[[ Data for processing, beginning ]]

//! Caller credentials forwarded to the remote inventory service.

/// Whatever the remote inventory service needs to authorize a call.
///
/// The core never inspects the value; it only forwards it.
#[derive(Clone, PartialEq, Eq)]
pub enum AuthContext {
    /// A bearer token, forwarded as `Authorization: Bearer <token>`.
    Bearer(String),
    /// A user identifier already validated upstream, forwarded as `iv-user`.
    User(String),
}

impl AuthContext {
    /// Builds a context from a raw `Authorization` header value.
    ///
    /// Accepts `Bearer <token>` or a bare token. Returns `None` for other
    /// schemes and for an empty token.
    pub fn from_authorization_header(value: &str) -> Option<Self> {
        let value = value.trim();
        let token = match value.split_once(' ') {
            Some((scheme, token)) if scheme.eq_ignore_ascii_case("bearer") => token.trim(),
            Some(_) => return None,
            None if value.eq_ignore_ascii_case("bearer") => "",
            None => value,
        };
        (!token.is_empty()).then(|| AuthContext::Bearer(token.to_string()))
    }
}

// Credentials stay out of logs.
impl std::fmt::Debug for AuthContext {
    fn fmt(&self, f: &mut std::fmt::Formatter<'_>) -> std::fmt::Result {
        match self {
            AuthContext::Bearer(_) => f.write_str("Bearer(..)"),
            AuthContext::User(id) => f.debug_tuple("User").field(id).finish(),
        }
    }
}
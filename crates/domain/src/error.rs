//! Domain error types.

use common::{ConsumptionId, LotId};
use thiserror::Error;

/// Errors raised while validating or deriving domain values.
#[derive(Debug, Clone, PartialEq, Error)]
pub enum DomainError {
    /// A quantity was negative, NaN or infinite.
    #[error("Invalid {field}: {value}")]
    InvalidQuantity { field: &'static str, value: f64 },

    /// The lot has no total quantity, so no unit price can be derived.
    #[error("Lot {lot_id} cannot be priced: total quantity is {quantity}")]
    UnpricedLot { lot_id: LotId, quantity: f64 },

    /// An update tried to move a consumption to a different lot.
    #[error("Consumption {0} cannot change its inventory link; delete and recreate it instead")]
    LinkChanged(ConsumptionId),

    /// An update was issued without the target record ID.
    #[error("Consumption ID is required for updates")]
    MissingId,

    /// Unknown meal type string.
    #[error("Invalid meal type: {0}")]
    InvalidMealType(String),
}
use async_trait::async_trait;
use common::{ConsumptionId, ItemId, LotId, MealId, UserId};
use domain::{ConsumptionRecord, Meal, MealType, MostConsumedFood};
use sqlx::{PgPool, Row, postgres::PgRow};
use uuid::Uuid;

use crate::{ConsumptionLedger, DateRange, LedgerError, MealStore, Result};

const RECORD_COLUMNS: &str = "id, meal_id, item_id, lot_id, food_name, quantity_used, quantity_used_std, unit, kcal, cost";

/// PostgreSQL-backed ledger implementation.
#[derive(Clone)]
pub struct PostgresLedger {
    pool: PgPool,
}

impl PostgresLedger {
    /// Creates a new PostgreSQL ledger.
    pub fn new(pool: PgPool) -> Self {
        Self { pool }
    }

    /// Opens a connection pool to `database_url`.
    pub async fn connect(database_url: &str, max_connections: u32) -> Result<Self> {
        let pool = sqlx::postgres::PgPoolOptions::new()
            .max_connections(max_connections)
            .connect(database_url)
            .await?;
        Ok(Self::new(pool))
    }

    /// Gets a reference to the underlying connection pool.
    pub fn pool(&self) -> &PgPool {
        &self.pool
    }

    /// Runs the database migrations.
    pub async fn run_migrations(&self) -> Result<()> {
        sqlx::migrate!("../../migrations").run(&self.pool).await?;
        Ok(())
    }

    fn row_to_record(row: PgRow) -> Result<ConsumptionRecord> {
        Ok(ConsumptionRecord {
            id: ConsumptionId::from_uuid(row.try_get::<Uuid, _>("id")?),
            meal_id: MealId::from_uuid(row.try_get::<Uuid, _>("meal_id")?),
            item_id: row
                .try_get::<Option<Uuid>, _>("item_id")?
                .map(ItemId::from_uuid),
            lot_id: row
                .try_get::<Option<Uuid>, _>("lot_id")?
                .map(LotId::from_uuid),
            food_name: row.try_get("food_name")?,
            quantity_used: row.try_get("quantity_used")?,
            quantity_used_std: row.try_get("quantity_used_std")?,
            unit: row.try_get("unit")?,
            kcal: row.try_get("kcal")?,
            cost: row.try_get("cost")?,
        })
    }

    fn row_to_meal(row: PgRow) -> Result<Meal> {
        let meal_type: String = row.try_get("meal_type")?;
        Ok(Meal {
            id: MealId::from_uuid(row.try_get::<Uuid, _>("id")?),
            user_id: UserId::new(row.try_get::<String, _>("user_id")?),
            name: row.try_get("name")?,
            description: row
                .try_get::<Option<String>, _>("description")?
                .unwrap_or_default(),
            // Rows written by older clients may carry free-form types.
            meal_type: meal_type.parse().unwrap_or(MealType::Others),
            date: row.try_get("date")?,
        })
    }

    /// Maps constraint violations on insert/update to typed errors.
    fn map_write_error(e: sqlx::Error, record: &ConsumptionRecord) -> LedgerError {
        if let sqlx::Error::Database(ref db_err) = e {
            if db_err.is_unique_violation() {
                return LedgerError::DuplicateId(record.id);
            }
            if db_err.is_foreign_key_violation() {
                return LedgerError::MealNotFound(record.meal_id);
            }
        }
        LedgerError::Database(e)
    }

    async fn sum_column(&self, column: &str, meal_id: MealId) -> Result<f64> {
        let sql = format!(
            "SELECT COALESCE(SUM({column}), 0)::DOUBLE PRECISION FROM food_consumption WHERE meal_id = $1"
        );
        let sum: f64 = sqlx::query_scalar(&sql)
            .bind(meal_id.as_uuid())
            .fetch_one(&self.pool)
            .await?;
        Ok(sum)
    }
}

#[async_trait]
impl ConsumptionLedger for PostgresLedger {
    async fn list_for_meal(&self, meal_id: MealId) -> Result<Vec<ConsumptionRecord>> {
        let rows = sqlx::query(&format!(
            "SELECT {RECORD_COLUMNS} FROM food_consumption WHERE meal_id = $1 ORDER BY seq ASC"
        ))
        .bind(meal_id.as_uuid())
        .fetch_all(&self.pool)
        .await?;

        rows.into_iter().map(Self::row_to_record).collect()
    }

    async fn get(&self, id: ConsumptionId) -> Result<ConsumptionRecord> {
        let row = sqlx::query(&format!(
            "SELECT {RECORD_COLUMNS} FROM food_consumption WHERE id = $1"
        ))
        .bind(id.as_uuid())
        .fetch_optional(&self.pool)
        .await?
        .ok_or(LedgerError::ConsumptionNotFound(id))?;

        Self::row_to_record(row)
    }

    #[tracing::instrument(skip(self, record), fields(consumption_id = %record.id))]
    async fn create(&self, record: &ConsumptionRecord) -> Result<()> {
        sqlx::query(
            r#"
            INSERT INTO food_consumption (id, meal_id, item_id, lot_id, food_name, quantity_used, quantity_used_std, unit, kcal, cost)
            VALUES ($1, $2, $3, $4, $5, $6, $7, $8, $9, $10)
            "#,
        )
        .bind(record.id.as_uuid())
        .bind(record.meal_id.as_uuid())
        .bind(record.item_id.map(|id| id.as_uuid()))
        .bind(record.lot_id.map(|id| id.as_uuid()))
        .bind(&record.food_name)
        .bind(record.quantity_used)
        .bind(record.quantity_used_std)
        .bind(&record.unit)
        .bind(record.kcal)
        .bind(record.cost)
        .execute(&self.pool)
        .await
        .map_err(|e| Self::map_write_error(e, record))?;

        Ok(())
    }

    #[tracing::instrument(skip(self, record), fields(consumption_id = %record.id))]
    async fn update(&self, record: &ConsumptionRecord) -> Result<()> {
        let result = sqlx::query(
            r#"
            UPDATE food_consumption
            SET meal_id = $2, item_id = $3, lot_id = $4, food_name = $5, quantity_used = $6,
                quantity_used_std = $7, unit = $8, kcal = $9, cost = $10
            WHERE id = $1
            "#,
        )
        .bind(record.id.as_uuid())
        .bind(record.meal_id.as_uuid())
        .bind(record.item_id.map(|id| id.as_uuid()))
        .bind(record.lot_id.map(|id| id.as_uuid()))
        .bind(&record.food_name)
        .bind(record.quantity_used)
        .bind(record.quantity_used_std)
        .bind(&record.unit)
        .bind(record.kcal)
        .bind(record.cost)
        .execute(&self.pool)
        .await
        .map_err(|e| Self::map_write_error(e, record))?;

        if result.rows_affected() == 0 {
            return Err(LedgerError::ConsumptionNotFound(record.id));
        }
        Ok(())
    }

    #[tracing::instrument(skip(self))]
    async fn delete(&self, meal_id: MealId, id: ConsumptionId) -> Result<()> {
        let result = sqlx::query("DELETE FROM food_consumption WHERE meal_id = $1 AND id = $2")
            .bind(meal_id.as_uuid())
            .bind(id.as_uuid())
            .execute(&self.pool)
            .await?;

        if result.rows_affected() == 0 {
            return Err(LedgerError::ConsumptionNotFound(id));
        }
        Ok(())
    }

    async fn sum_calories(&self, meal_id: MealId) -> Result<f64> {
        self.sum_column("kcal", meal_id).await
    }

    async fn sum_cost(&self, meal_id: MealId) -> Result<f64> {
        self.sum_column("cost", meal_id).await
    }

    async fn most_consumed_in_range(
        &self,
        range: DateRange,
        user_id: &UserId,
    ) -> Result<MostConsumedFood> {
        let row = sqlx::query(
            r#"
            SELECT fc.item_id, fc.food_name, fc.unit,
                   SUM(fc.quantity_used_std) AS quantity_used_std,
                   SUM(fc.quantity_used) AS quantity_used
            FROM food_consumption fc
            JOIN meal m ON m.id = fc.meal_id
            WHERE m.user_id = $1 AND m.date >= $2 AND m.date <= $3
              AND fc.item_id IS NOT NULL
            GROUP BY fc.item_id, fc.food_name, fc.unit
            ORDER BY quantity_used_std DESC, MIN(fc.seq) ASC
            LIMIT 1
            "#,
        )
        .bind(user_id.as_str())
        .bind(range.start())
        .bind(range.end())
        .fetch_optional(&self.pool)
        .await?;

        let Some(row) = row else {
            return Err(LedgerError::NoConsumptionInRange {
                user_id: user_id.clone(),
                start: range.start(),
                end: range.end(),
            });
        };

        Ok(MostConsumedFood {
            item_id: ItemId::from_uuid(row.try_get::<Uuid, _>("item_id")?),
            food_name: row.try_get("food_name")?,
            quantity_used_std: row.try_get("quantity_used_std")?,
            quantity_used: row.try_get("quantity_used")?,
            unit: row.try_get("unit")?,
        })
    }
}

#[async_trait]
impl MealStore for PostgresLedger {
    async fn save_meal(&self, meal: &Meal) -> Result<()> {
        sqlx::query(
            r#"
            INSERT INTO meal (id, user_id, name, description, meal_type, date)
            VALUES ($1, $2, $3, $4, $5, $6)
            ON CONFLICT (id) DO UPDATE
            SET user_id = EXCLUDED.user_id, name = EXCLUDED.name, description = EXCLUDED.description,
                meal_type = EXCLUDED.meal_type, date = EXCLUDED.date
            "#,
        )
        .bind(meal.id.as_uuid())
        .bind(meal.user_id.as_str())
        .bind(&meal.name)
        .bind(&meal.description)
        .bind(meal.meal_type.as_str())
        .bind(meal.date)
        .execute(&self.pool)
        .await?;
        Ok(())
    }

    async fn get_meal(&self, id: MealId) -> Result<Meal> {
        let row = sqlx::query(
            "SELECT id, user_id, name, description, meal_type, date FROM meal WHERE id = $1",
        )
        .bind(id.as_uuid())
        .fetch_optional(&self.pool)
        .await?
        .ok_or(LedgerError::MealNotFound(id))?;

        Self::row_to_meal(row)
    }

    async fn list_meals(&self, user_id: &UserId, range: Option<DateRange>) -> Result<Vec<Meal>> {
        let rows = match range {
            Some(range) => {
                sqlx::query(
                    "SELECT id, user_id, name, description, meal_type, date FROM meal \
                     WHERE user_id = $1 AND date >= $2 AND date <= $3 ORDER BY date ASC",
                )
                .bind(user_id.as_str())
                .bind(range.start())
                .bind(range.end())
                .fetch_all(&self.pool)
                .await?
            }
            None => {
                sqlx::query(
                    "SELECT id, user_id, name, description, meal_type, date FROM meal \
                     WHERE user_id = $1 ORDER BY date ASC",
                )
                .bind(user_id.as_str())
                .fetch_all(&self.pool)
                .await?
            }
        };

        rows.into_iter().map(Self::row_to_meal).collect()
    }

    #[tracing::instrument(skip(self))]
    async fn delete_meal(&self, id: MealId) -> Result<()> {
        let mut tx = self.pool.begin().await?;

        sqlx::query("DELETE FROM food_consumption WHERE meal_id = $1")
            .bind(id.as_uuid())
            .execute(&mut *tx)
            .await?;
        let result = sqlx::query("DELETE FROM meal WHERE id = $1")
            .bind(id.as_uuid())
            .execute(&mut *tx)
            .await?;

        if result.rows_affected() == 0 {
            return Err(LedgerError::MealNotFound(id));
        }

        tx.commit().await?;
        Ok(())
    }
}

[[ Data for processing, end ]]

What is needed
Work through the data above and give the number of lines in which "SELECT" appears; add nothing else.

Answer
7